The west is dimly aware that China’s gangbuster growth is creating a superpower, but we’ve kept our heads in the sand about the political ramifications. Any old atlas of the British Empire or modern-day map of US bases reveals how trading giants get drawn into power games. Sometimes the link between financial and diplomatic clout is hard-wired into the rules: Kishore Mahbubani explains that when China becomes the world’s biggest economy, the IMF’s constitution will require it to move from Washington to Beijing. This change would come about even without any “great power” ambition, but as Isabel Hilton relays, there is plenty of that in Xi’s China. The country is creating international clubs and a calendar of summitry that puts China inside—and the US outside—the room.
Less examined, but more disturbing, is the effect that Beijing’s ascendant authoritarians could have on global thought. You can celebrate or shudder at the thought of “the American Century,” but ideas—individualism, shareholder capitalism, the rule of law—were carried on the back of American money and guns. Asia is, perhaps, less of a proselytising culture, a little more live and let live. But Hilton reveals how Beijing is now countering the institutions and concepts that threaten its grip, such as the free press, and enlisting its own émigrés and unwitting western universities to do so.

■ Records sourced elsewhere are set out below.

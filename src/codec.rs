use crate::error::ConfigError;
use bytes::BytesMut;
use compression_codecs::EncodeV2;
#[cfg(feature = "brotli")]
use compression_codecs::brotli::{BrotliEncoder, params::EncoderParams as BrotliParams};
#[cfg(feature = "deflate")]
use compression_codecs::zlib::ZlibEncoder;
#[cfg(feature = "gzip")]
use compression_codecs::gzip::GzipEncoder;
#[cfg(feature = "zstd")]
use compression_codecs::zstd::ZstdEncoder;
use compression_core::Level;
use compression_core::util::{PartialBuffer, WriteBuffer};
use std::fmt;
use std::io;

const OUTPUT_BUFFER_SIZE: usize = 8 * 1024; // 8KB scratch per encoder

/// A streaming compressor for one content coding.
///
/// Raw bytes go in through [`encode`](Encoder::encode), compressed bytes are
/// appended to `output` as the codec produces them, and
/// [`finish`](Encoder::finish) writes the trailer that terminates the stream.
/// Encoders are pooled and reused across responses: [`reset`](Encoder::reset)
/// must discard every trace of the previous stream.
pub trait Encoder: Send {
    /// Compresses `input`, appending whatever output is ready.
    fn encode(&mut self, input: &[u8], output: &mut BytesMut) -> io::Result<()>;

    /// Emits all pending output so the receiver can decode what was written so far.
    fn flush(&mut self, output: &mut BytesMut) -> io::Result<()>;

    /// Terminates the stream, appending the codec's trailer.
    fn finish(&mut self, output: &mut BytesMut) -> io::Result<()>;

    /// Prepares the encoder for a new, unrelated stream.
    fn reset(&mut self);
}

/// Builds fresh encoders for a registered content coding.
pub trait EncoderProvider: Send + Sync + 'static {
    /// Returns a new encoder at the start of a stream.
    fn encoder(&self) -> Box<dyn Encoder>;
}

impl<F> EncoderProvider for F
where
    F: Fn() -> Box<dyn Encoder> + Send + Sync + 'static,
{
    fn encoder(&self) -> Box<dyn Encoder> {
        self()
    }
}

/// Built-in compression codecs.
#[derive(Debug, Clone, Copy, PartialEq, Eq)]
pub enum Codec {
    /// Zstd compression.
    #[cfg(feature = "zstd")]
    Zstd,
    /// Brotli compression.
    #[cfg(feature = "brotli")]
    Brotli,
    /// Gzip compression.
    #[cfg(feature = "gzip")]
    Gzip,
    /// Deflate compression.
    #[cfg(feature = "deflate")]
    Deflate,
}

impl Codec {
    /// Every codec enabled at compile time.
    pub const ALL: &'static [Codec] = &[
        #[cfg(feature = "zstd")]
        Codec::Zstd,
        #[cfg(feature = "brotli")]
        Codec::Brotli,
        #[cfg(feature = "gzip")]
        Codec::Gzip,
        #[cfg(feature = "deflate")]
        Codec::Deflate,
    ];

    /// Returns the Content-Encoding header value for this codec.
    pub fn content_encoding(&self) -> &'static str {
        match *self {
            #[cfg(feature = "zstd")]
            Codec::Zstd => "zstd",
            #[cfg(feature = "brotli")]
            Codec::Brotli => "br",
            #[cfg(feature = "gzip")]
            Codec::Gzip => "gzip",
            #[cfg(feature = "deflate")]
            Codec::Deflate => "deflate",
        }
    }

    /// Server-side priority used when the codec is registered with defaults.
    pub fn default_priority(&self) -> i32 {
        match *self {
            #[cfg(feature = "zstd")]
            Codec::Zstd => 3,
            #[cfg(feature = "brotli")]
            Codec::Brotli => 2,
            #[cfg(feature = "gzip")]
            Codec::Gzip => 1,
            #[cfg(feature = "deflate")]
            Codec::Deflate => 0,
        }
    }

    /// Inclusive range of compression levels accepted by [`Codec::with_level`].
    pub fn level_range(&self) -> (i32, i32) {
        match *self {
            #[cfg(feature = "zstd")]
            Codec::Zstd => (1, 22),
            #[cfg(feature = "brotli")]
            Codec::Brotli => (0, 11),
            #[cfg(feature = "gzip")]
            Codec::Gzip => (0, 9),
            #[cfg(feature = "deflate")]
            Codec::Deflate => (0, 9),
        }
    }

    /// Returns a provider for this codec at its default level.
    pub fn provider(self) -> CodecProvider {
        CodecProvider {
            codec: self,
            level: None,
        }
    }

    /// Returns a provider for this codec at a specific level.
    ///
    /// Fails if the level is outside [`Codec::level_range`].
    pub fn with_level(self, level: i32) -> Result<CodecProvider, ConfigError> {
        let (min, max) = self.level_range();
        if !(min..=max).contains(&level) {
            return Err(ConfigError::InvalidLevel {
                codec: self.content_encoding(),
                level,
                min,
                max,
            });
        }
        Ok(CodecProvider {
            codec: self,
            level: Some(level),
        })
    }

    /// Creates a raw codec state machine.
    fn raw_encoder(&self, level: Option<i32>) -> Box<dyn EncodeV2 + Send> {
        let quality = level.map_or(Level::Default, Level::Precise);
        match *self {
            #[cfg(feature = "zstd")]
            Codec::Zstd => Box::new(ZstdEncoder::new(level.unwrap_or(3))), // level 3 is a good default
            #[cfg(feature = "brotli")]
            Codec::Brotli => Box::new(BrotliEncoder::new(BrotliParams::default().quality(quality))),
            #[cfg(feature = "gzip")]
            Codec::Gzip => Box::new(GzipEncoder::new(quality.into())),
            #[cfg(feature = "deflate")]
            // HTTP "deflate" is the zlib format
            Codec::Deflate => Box::new(ZlibEncoder::new(quality.into())),
        }
    }
}

impl fmt::Display for Codec {
    fn fmt(&self, f: &mut fmt::Formatter<'_>) -> fmt::Result {
        f.write_str(self.content_encoding())
    }
}

/// [`EncoderProvider`] for a built-in [`Codec`].
#[derive(Debug, Clone, Copy, PartialEq, Eq)]
pub struct CodecProvider {
    codec: Codec,
    level: Option<i32>,
}

impl CodecProvider {
    /// The codec this provider builds encoders for.
    pub fn codec(&self) -> Codec {
        self.codec
    }
}

impl EncoderProvider for CodecProvider {
    fn encoder(&self) -> Box<dyn Encoder> {
        Box::new(CodecEncoder::new(self.codec, self.level))
    }
}

/// Adapts a `compression-codecs` state machine to [`Encoder`].
struct CodecEncoder {
    codec: Codec,
    level: Option<i32>,
    encoder: Box<dyn EncodeV2 + Send>,
    output_buffer: Vec<u8>,
}

impl CodecEncoder {
    fn new(codec: Codec, level: Option<i32>) -> Self {
        Self {
            codec,
            level,
            encoder: codec.raw_encoder(level),
            output_buffer: vec![0u8; OUTPUT_BUFFER_SIZE],
        }
    }
}

impl Encoder for CodecEncoder {
    fn encode(&mut self, input: &[u8], output: &mut BytesMut) -> io::Result<()> {
        let mut input_buf = PartialBuffer::new(input);

        // Keep encoding until all input is consumed
        loop {
            let mut out = WriteBuffer::new_initialized(self.output_buffer.as_mut_slice());
            self.encoder
                .encode(&mut input_buf, &mut out)
                .map_err(io::Error::other)?;

            let written = out.written_len();
            output.extend_from_slice(&self.output_buffer[..written]);

            if input_buf.written_len() >= input.len() {
                return Ok(());
            }
            if written == 0 && input_buf.written_len() == 0 {
                return Err(io::Error::other(format!(
                    "{} encoder made no progress",
                    self.codec
                )));
            }
        }
    }

    fn flush(&mut self, output: &mut BytesMut) -> io::Result<()> {
        loop {
            let mut out = WriteBuffer::new_initialized(self.output_buffer.as_mut_slice());
            let done = self.encoder.flush(&mut out).map_err(io::Error::other)?;
            let written = out.written_len();
            output.extend_from_slice(&self.output_buffer[..written]);
            if done {
                return Ok(());
            }
        }
    }

    fn finish(&mut self, output: &mut BytesMut) -> io::Result<()> {
        loop {
            let mut out = WriteBuffer::new_initialized(self.output_buffer.as_mut_slice());
            let done = self.encoder.finish(&mut out).map_err(io::Error::other)?;
            let written = out.written_len();
            output.extend_from_slice(&self.output_buffer[..written]);
            if done {
                return Ok(());
            }
        }
    }

    fn reset(&mut self) {
        // codec states cannot be rewound, so start a new stream and keep the scratch buffer
        self.encoder = self.codec.raw_encoder(self.level);
    }
}

#[cfg(test)]
mod tests {
    use super::*;

    #[test]
    fn test_content_encoding() {
        #[cfg(feature = "zstd")]
        assert_eq!(Codec::Zstd.content_encoding(), "zstd");
        #[cfg(feature = "brotli")]
        assert_eq!(Codec::Brotli.content_encoding(), "br");
        #[cfg(feature = "gzip")]
        assert_eq!(Codec::Gzip.content_encoding(), "gzip");
        #[cfg(feature = "deflate")]
        assert_eq!(Codec::Deflate.content_encoding(), "deflate");
    }

    #[test]
    #[cfg(feature = "gzip")]
    fn test_gzip_level_out_of_range() {
        let err = Codec::Gzip.with_level(10).unwrap_err();
        assert!(matches!(
            err,
            ConfigError::InvalidLevel { codec: "gzip", level: 10, .. }
        ));
        assert!(Codec::Gzip.with_level(9).is_ok());
    }

    #[test]
    #[cfg(feature = "brotli")]
    fn test_brotli_level_out_of_range() {
        assert!(Codec::Brotli.with_level(12).is_err());
        assert!(Codec::Brotli.with_level(-1).is_err());
        assert!(Codec::Brotli.with_level(4).is_ok());
    }

    #[test]
    #[cfg(feature = "gzip")]
    fn test_gzip_encoder_round_trip() {
        use std::io::Read;

        let provider = Codec::Gzip.with_level(6).unwrap();
        let mut encoder = provider.encoder();
        let mut output = BytesMut::new();
        encoder.encode(b"hello ", &mut output).unwrap();
        encoder.encode(b"world", &mut output).unwrap();
        encoder.finish(&mut output).unwrap();
        assert_eq!(&output[..2], &[0x1f, 0x8b]);

        let mut decoded = String::new();
        flate2::read::GzDecoder::new(&output[..])
            .read_to_string(&mut decoded)
            .unwrap();
        assert_eq!(decoded, "hello world");
    }

    #[test]
    #[cfg(feature = "gzip")]
    fn test_reset_starts_a_fresh_stream() {
        use std::io::Read;

        let mut encoder = Codec::Gzip.provider().encoder();
        let mut discarded = BytesMut::new();
        encoder.encode(b"secret from a previous response", &mut discarded).unwrap();
        encoder.reset();

        let mut output = BytesMut::new();
        encoder.encode(b"fresh", &mut output).unwrap();
        encoder.finish(&mut output).unwrap();

        let mut decoded = String::new();
        flate2::read::GzDecoder::new(&output[..])
            .read_to_string(&mut decoded)
            .unwrap();
        assert_eq!(decoded, "fresh");
    }

    #[test]
    #[cfg(feature = "gzip")]
    fn test_flush_makes_prefix_decodable() {
        use std::io::Read;

        let mut encoder = Codec::Gzip.provider().encoder();
        let mut output = BytesMut::new();
        encoder.encode(b"data: first event\n\n", &mut output).unwrap();
        encoder.flush(&mut output).unwrap();

        let mut decoded = vec![0u8; 64];
        let n = flate2::read::GzDecoder::new(&output[..])
            .read(&mut decoded)
            .unwrap();
        assert_eq!(&decoded[..n], b"data: first event\n\n");
    }
}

Not all Chinese ideas are bad, of course. Having rescued untold millions from penury without a crash, the People’s Republic may have something to teach the world about economic governance. The country can draw on a galaxy of thinkers—Rana Mitter picks out a few of stars—as rich, and more venerable, than Europe’s own. But for as long as dissidents are gagged, due process optional and opposition parties banned, many will fear Planet China. And it’s a mistake, warns Yuan Ren, to bank on a patriotic youth for a more liberal tomorrow. Rather, we’re going to have to get used to the thorny calculations and concessions which Kerry Brown illuminates in Australia, a democracy on the frontier of engagement with China.
Modern history provides ample ammunition for those, including Jeremy Corbyn (see Steve Bloomfield), who interpret the struggle for justice in today’s world as a battle against an imperial western order. But like all global orders, this one will pass; it would be naive to assume that what follows it will be any more benign. And within a few years, it could feel like an age ago.